The Plainsman is a 1966 American Western film directed by David Lowell Rich and starring Don Murray and Guy Stockwell. It's a remake of the 1936 Cecil B. DeMille film of the same name.

Plot
After being taken prisoner by Crazy Knife and a band of Cheyenne warriors, Wild Bill Hickok's life is spared by Chief Black Kettle, but when he is set free, it is without his horse and his boots.

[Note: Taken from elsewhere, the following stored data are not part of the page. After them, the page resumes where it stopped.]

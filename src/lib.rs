#![allow(clippy::module_inception)]

use std::{fmt::Display, rc::Rc};

use crate::{
    compiler::compiler::{CompileOptions, Compiler},
    errors::errors::{Error, ErrorTip},
};

pub mod ast;
pub mod compiler;
pub mod errors;
pub mod lexer;
pub mod macros;
pub mod parser;
pub mod type_checker;

extern crate regex;

/// A source location: line number (1-based) and file name.
#[derive(Debug, Clone, PartialEq)]
pub struct Position(pub u32, pub Rc<String>);

impl Position {
    pub fn null() -> Self {
        Position(0, Rc::new(String::from("<null>")))
    }

    pub fn line(&self) -> u32 {
        self.0
    }

    pub fn file(&self) -> &str {
        &self.1
    }
}

impl Display for Position {
    fn fmt(&self, f: &mut std::fmt::Formatter<'_>) -> std::fmt::Result {
        write!(f, "{}:{}", self.1, self.0)
    }
}

#[derive(Debug, Clone, PartialEq)]
pub struct Span {
    pub start: Position,
    pub end: Position,
}

impl Span {
    pub fn null() -> Self {
        Span {
            start: Position::null(),
            end: Position::null(),
        }
    }

    pub fn between(start: &Span, end: &Span) -> Self {
        Span {
            start: start.start.clone(),
            end: end.end.clone(),
        }
    }
}

/// Runs the whole pipeline on one source string and returns the IR text.
pub fn compile_source(source: &str, file: &str, options: CompileOptions) -> Result<String, Error> {
    let tokens = lexer::lexer::tokenize(source.to_string(), Some(file.to_string()))?;
    let program = parser::parser::parse(tokens, Rc::new(file.to_string()))?;

    let verbose = options.verbose;
    let mut compiler = Compiler::new(program, options);
    compiler.check_types(verbose)?;
    compiler.generate_ir()
}

pub fn get_line(source: &str, line: u32) -> Option<&str> {
    if line == 0 {
        return None;
    }
    source.lines().nth(line as usize - 1)
}

pub fn display_error(error: &Error, source: &str) -> String {
    /*
        Error: TypeMismatch (cannot assign char[] to float lvalue)
        -> test.c
           |
         3 | y = "str";
           | ^
    */

    let position = error.get_position();
    let mut out = String::new();

    if let ErrorTip::None = error.get_tip() {
        out.push_str(&format!("Error: {}\n", error.get_error_name()));
    } else {
        out.push_str(&format!(
            "Error: {} ({})\n",
            error.get_error_name(),
            error.get_tip()
        ));
    }
    out.push_str(&format!("-> {}\n", position));

    if let Some(line_text) = get_line(source, position.line()) {
        let line_string = position.line().to_string();
        let padding = line_string.len() + 2;

        out.push_str(&format!("{:>padding$}\n", "|"));
        out.push_str(&format!("{} | {}\n", line_string, line_text.trim()));
        out.push_str(&format!("{:>padding$} ^\n", "|"));
    }

    out
}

Calamity Jane, driving a stagecoach, gives Hickok a ride back to the fort, where Lt. Stiles of the Army seems indifferent to Hickok's warning that the Cheyenne are now armed with repeating rifles. At the saloon, where Wild Bill renews an acquaintance with old friend Buffalo Bill, he spots a gambler named Lattimer cheating at poker and deals with him accordingly.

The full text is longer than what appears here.